Collecting Diagnostics#
When investigating Venice issues, collect diagnostics before restarting services — they are essential for root cause analysis. These tools apply to any Venice JVM process (server, router, controller, or client).
Heap Dump#
Use when: high memory usage, suspected memory leaks, store buffer memory issues, or when you need to inspect runtime state that isn't visible in logs.
Heap dumps capture the full state of the JVM heap — which objects are consuming memory, and the actual values of variables and object fields at the time of capture. Analyze with HeapDumpStarDiver, which converts heap dumps to Parquet files for SQL analysis and includes an MCP server that enables AI agents to query heap data and assist with memory analysis.
Thread Dump#
Use when: suspected deadlocks, stuck threads, high CPU with no obvious cause.

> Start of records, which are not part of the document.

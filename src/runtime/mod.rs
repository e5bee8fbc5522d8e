/// Module containing the connection setup: resolving, connecting and the TLS handshake
pub mod connection;
/// Module containing the deadline decorator for connections
pub mod deadline;
/// Module containing the error classification
pub mod errno;
/// Module containing the single request executor
pub mod executor;
/// Module containing the traits the pipeline is built on
pub mod handler;
/// Module containing the worker pool
pub mod pipeline;
/// Module containing the first-byte timing reader
pub mod timed_reader;
/// Module containing the TLS client configuration
pub mod tls;
use std::{pin::pin, sync::Arc};

use futures::{Stream, StreamExt, future::join_all};
use thiserror::Error;
use tokio::{
    sync::{
        Mutex,
        mpsc::{self, Receiver, Sender},
    },
    task::{JoinError, JoinHandle},
};
use tracing::{Instrument, debug, info_span, warn};

use crate::{
    httpipe::BoundaryError,
    model::{RequestDescriptor, ResultRecord},
    runtime::handler::{Execute, ResultSink},
};

/// Represents the kind of error that stops a pipeline run
#[derive(Error, Debug)]
pub enum PipelineError {
    /// The pipeline was configured with zero workers.
    #[error("concurrency must be at least 1")]
    InvalidConcurrency,

    /// The request source failed. Requests read before the failure were still executed.
    #[error("failed to read requests: {0}")]
    Source(#[source] BoundaryError),

    /// The result sink failed.
    #[error("failed to write results: {0}")]
    Sink(#[source] BoundaryError),

    /// A pipeline task panicked or was cancelled.
    #[error("pipeline task failed: {0}")]
    Task(#[from] JoinError),
}

/// Counts of a finished run.
#[derive(Clone, Copy, Debug, Default, PartialEq, Eq)]
pub struct PipelineReport {
    /// Requests handed to the workers.
    pub dispatched: usize,
    /// Records delivered to the sink.
    pub completed: usize,
    /// Delivered records that carry a failure.
    pub failed: usize,
}

/// Runs requests through a fixed number of workers.
///
/// A producer task feeds requests in arrival order into a bounded queue shared by the workers.
/// Records come back through a second bounded queue and are handed to the sink in completion
/// order, which differs from arrival order once there is more than one worker.
#[derive(Debug)]
pub struct Pipeline<E> {
    executor: Arc<E>,
    concurrency: usize,
}

impl<E: Execute + 'static> Pipeline<E> {
    /// Creates a pipeline running `concurrency` requests at a time.
    ///
    /// # Errors
    ///
    /// Throws `PipelineError::InvalidConcurrency` if `concurrency` is 0.
    pub fn new(executor: E, concurrency: usize) -> Result<Self, PipelineError> {
        if concurrency == 0 {
            return Err(PipelineError::InvalidConcurrency);
        }
        Ok(Self { executor: Arc::new(executor), concurrency })
    }

    /// Executes every request of `source` and hands each record to `sink`.
    ///
    /// # Errors
    ///
    /// Throws a `PipelineError` if the source or the sink fails, or if a task panics. A source
    /// error is returned after every request read before it has been delivered. A sink error
    /// aborts the run immediately.
    pub async fn run<S, K>(&self, source: S, sink: &mut K) -> Result<PipelineReport, PipelineError>
    where
        S: Stream<Item = Result<RequestDescriptor, BoundaryError>> + Send + 'static,
        K: ResultSink,
    {
        let (request_tx, request_rx) = mpsc::channel(self.concurrency);
        let (result_tx, mut result_rx) = mpsc::channel(self.concurrency);

        let producer = tokio::spawn(produce(source, request_tx));
        let request_rx = Arc::new(Mutex::new(request_rx));
        let workers: Vec<JoinHandle<()>> = (0..self.concurrency)
            .map(|id| {
                let worker = work(Arc::clone(&self.executor), Arc::clone(&request_rx), result_tx.clone());
                tokio::spawn(worker.instrument(info_span!("worker", id)))
            })
            .collect();
        drop(result_tx);
        drop(request_rx);

        let mut report = PipelineReport::default();
        while let Some(record) = result_rx.recv().await {
            report.completed += 1;
            if !record.is_success() {
                report.failed += 1;
            }
            if let Err(error) = sink.accept(record).await {
                producer.abort();
                for worker in &workers {
                    worker.abort();
                }
                return Err(PipelineError::Sink(error));
            }
        }

        let (dispatched, source_error) = producer.await?;
        for result in join_all(workers).await {
            result?;
        }
        report.dispatched = dispatched;

        match source_error {
            Some(error) => Err(PipelineError::Source(error)),
            None => Ok(report),
        }
    }
}

async fn produce<S>(source: S, requests: Sender<RequestDescriptor>) -> (usize, Option<BoundaryError>)
where
    S: Stream<Item = Result<RequestDescriptor, BoundaryError>>,
{
    let mut source = pin!(source);
    let mut dispatched = 0;
    while let Some(item) = source.next().await {
        match item {
            Ok(request) => {
                if requests.send(request).await.is_err() {
                    warn!("all workers stopped, dropping the remaining requests");
                    break;
                }
                dispatched += 1;
            }
            Err(error) => {
                debug!(%error, dispatched, "request source failed");
                return (dispatched, Some(error));
            }
        }
    }
    debug!(dispatched, "request source exhausted");
    (dispatched, None)
}

async fn work<E: Execute>(
    executor: Arc<E>,
    requests: Arc<Mutex<Receiver<RequestDescriptor>>>,
    results: Sender<ResultRecord>,
) {
    loop {
        let next = requests.lock().await.recv().await;
        let Some(request) = next else {
            break;
        };
        let record = executor.execute(request).await;
        if results.send(record).await.is_err() {
            break;
        }
    }
    debug!("worker finished");
}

Thread dumps show what every thread is doing at that moment. Look for threads in BLOCKED or WAITING state, and for lock contention between threads.
JFR (Java Flight Recorder) Profile#
Use when: latency spikes, CPU contention, thread contention, or when you need to understand where time is being spent.
JFR captures CPU profiling, thread contention, lock waits, GC (garbage collection) activity, and I/O with low overhead. Especially useful for:
- Latency spikes — JFR can identify JIT deoptimization. Collecting a profile may itself resolve latency spikes by triggering JIT recompilation.
- Thread contention — shows which threads are competing for locks (e.g., SSL handshake thread pool saturation).
- CPU hotspots — identifies which methods are consuming the most CPU time.
Analyze JFR recordings with JDK Mission Control.